WHAT YOU ARE ASKED TO DO :: Go through the entries below. Copy out every line that contains "other".

Saved entries
▬▬▬

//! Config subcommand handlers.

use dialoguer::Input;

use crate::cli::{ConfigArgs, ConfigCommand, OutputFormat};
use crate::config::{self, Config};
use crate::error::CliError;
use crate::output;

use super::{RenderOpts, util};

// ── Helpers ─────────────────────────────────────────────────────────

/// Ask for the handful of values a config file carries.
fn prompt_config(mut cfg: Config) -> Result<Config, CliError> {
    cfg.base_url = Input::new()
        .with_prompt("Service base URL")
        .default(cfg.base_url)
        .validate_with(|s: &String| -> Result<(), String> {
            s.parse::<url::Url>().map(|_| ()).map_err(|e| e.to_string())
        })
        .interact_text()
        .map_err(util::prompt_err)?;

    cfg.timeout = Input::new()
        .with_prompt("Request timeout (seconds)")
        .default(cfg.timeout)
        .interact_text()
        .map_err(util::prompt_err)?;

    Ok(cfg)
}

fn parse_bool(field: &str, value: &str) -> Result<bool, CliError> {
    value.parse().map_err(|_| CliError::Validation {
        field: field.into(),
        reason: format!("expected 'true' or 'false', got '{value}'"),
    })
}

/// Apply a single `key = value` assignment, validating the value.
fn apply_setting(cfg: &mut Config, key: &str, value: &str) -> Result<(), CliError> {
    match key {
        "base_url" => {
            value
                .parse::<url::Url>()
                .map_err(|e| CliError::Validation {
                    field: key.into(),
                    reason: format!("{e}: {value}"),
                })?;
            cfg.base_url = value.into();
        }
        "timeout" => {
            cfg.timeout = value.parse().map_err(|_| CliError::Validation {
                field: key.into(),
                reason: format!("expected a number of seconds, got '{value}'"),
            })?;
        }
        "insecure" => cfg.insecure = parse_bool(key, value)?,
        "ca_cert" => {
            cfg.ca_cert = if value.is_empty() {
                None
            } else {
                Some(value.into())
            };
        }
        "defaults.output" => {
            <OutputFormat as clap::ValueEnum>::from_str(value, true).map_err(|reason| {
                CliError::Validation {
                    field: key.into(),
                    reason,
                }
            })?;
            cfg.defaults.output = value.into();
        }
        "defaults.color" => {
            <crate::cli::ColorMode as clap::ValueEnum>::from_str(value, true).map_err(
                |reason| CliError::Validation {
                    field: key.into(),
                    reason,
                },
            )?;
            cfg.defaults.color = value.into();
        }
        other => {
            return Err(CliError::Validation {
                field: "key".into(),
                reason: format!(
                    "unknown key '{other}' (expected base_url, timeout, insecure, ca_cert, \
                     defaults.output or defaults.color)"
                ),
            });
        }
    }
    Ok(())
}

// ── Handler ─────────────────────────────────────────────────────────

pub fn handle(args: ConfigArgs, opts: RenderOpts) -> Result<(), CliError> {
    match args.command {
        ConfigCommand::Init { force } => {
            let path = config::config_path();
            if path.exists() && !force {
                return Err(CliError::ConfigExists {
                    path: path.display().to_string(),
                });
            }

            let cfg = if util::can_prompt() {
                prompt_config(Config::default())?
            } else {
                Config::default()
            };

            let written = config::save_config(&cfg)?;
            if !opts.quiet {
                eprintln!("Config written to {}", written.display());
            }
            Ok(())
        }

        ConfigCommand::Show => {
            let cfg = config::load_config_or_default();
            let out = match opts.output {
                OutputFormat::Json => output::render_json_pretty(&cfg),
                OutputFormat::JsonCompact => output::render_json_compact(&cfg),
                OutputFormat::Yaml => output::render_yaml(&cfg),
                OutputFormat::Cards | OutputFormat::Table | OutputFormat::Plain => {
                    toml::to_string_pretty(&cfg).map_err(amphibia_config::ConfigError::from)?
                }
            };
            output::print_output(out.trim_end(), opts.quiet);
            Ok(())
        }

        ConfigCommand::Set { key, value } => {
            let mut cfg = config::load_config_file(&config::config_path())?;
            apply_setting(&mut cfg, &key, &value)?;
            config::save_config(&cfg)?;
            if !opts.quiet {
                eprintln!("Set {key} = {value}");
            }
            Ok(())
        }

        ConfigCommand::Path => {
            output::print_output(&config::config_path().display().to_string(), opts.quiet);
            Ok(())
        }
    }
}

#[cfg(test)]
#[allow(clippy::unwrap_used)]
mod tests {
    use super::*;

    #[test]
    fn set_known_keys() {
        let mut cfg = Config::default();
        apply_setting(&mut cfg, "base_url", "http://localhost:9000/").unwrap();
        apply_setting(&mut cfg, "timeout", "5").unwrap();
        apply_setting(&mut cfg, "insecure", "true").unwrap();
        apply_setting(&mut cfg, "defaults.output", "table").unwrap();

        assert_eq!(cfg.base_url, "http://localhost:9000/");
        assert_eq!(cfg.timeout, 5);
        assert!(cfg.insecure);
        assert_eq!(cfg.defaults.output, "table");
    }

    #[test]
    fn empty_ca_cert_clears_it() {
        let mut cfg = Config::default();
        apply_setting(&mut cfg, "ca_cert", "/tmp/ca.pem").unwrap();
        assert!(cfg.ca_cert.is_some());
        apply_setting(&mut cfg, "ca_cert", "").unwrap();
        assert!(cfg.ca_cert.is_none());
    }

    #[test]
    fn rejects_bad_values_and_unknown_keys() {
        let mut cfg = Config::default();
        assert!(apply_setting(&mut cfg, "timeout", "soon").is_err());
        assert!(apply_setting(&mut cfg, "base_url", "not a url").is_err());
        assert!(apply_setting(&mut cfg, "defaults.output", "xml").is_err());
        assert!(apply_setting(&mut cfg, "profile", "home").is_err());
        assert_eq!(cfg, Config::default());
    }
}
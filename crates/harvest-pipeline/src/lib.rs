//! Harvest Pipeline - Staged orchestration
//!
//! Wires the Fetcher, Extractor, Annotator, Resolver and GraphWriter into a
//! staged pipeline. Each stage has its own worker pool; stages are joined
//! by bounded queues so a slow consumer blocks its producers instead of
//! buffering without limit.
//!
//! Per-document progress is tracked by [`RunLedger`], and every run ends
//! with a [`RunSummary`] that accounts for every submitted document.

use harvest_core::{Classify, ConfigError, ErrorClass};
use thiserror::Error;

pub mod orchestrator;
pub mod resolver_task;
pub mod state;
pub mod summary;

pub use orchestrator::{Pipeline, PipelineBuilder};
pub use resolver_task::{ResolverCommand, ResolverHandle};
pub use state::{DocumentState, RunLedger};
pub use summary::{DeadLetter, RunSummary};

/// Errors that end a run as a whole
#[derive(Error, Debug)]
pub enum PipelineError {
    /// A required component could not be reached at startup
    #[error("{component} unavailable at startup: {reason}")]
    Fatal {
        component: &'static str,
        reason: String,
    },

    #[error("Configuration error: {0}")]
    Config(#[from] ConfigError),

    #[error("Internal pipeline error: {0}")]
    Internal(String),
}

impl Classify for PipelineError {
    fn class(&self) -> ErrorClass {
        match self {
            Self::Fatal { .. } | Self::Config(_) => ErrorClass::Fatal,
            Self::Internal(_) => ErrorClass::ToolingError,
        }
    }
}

▬▬▬

RESPONSE AREA ::
        other => {
                    "unknown key '{other}' (expected base_url, timeout, insecure, ca_cert, \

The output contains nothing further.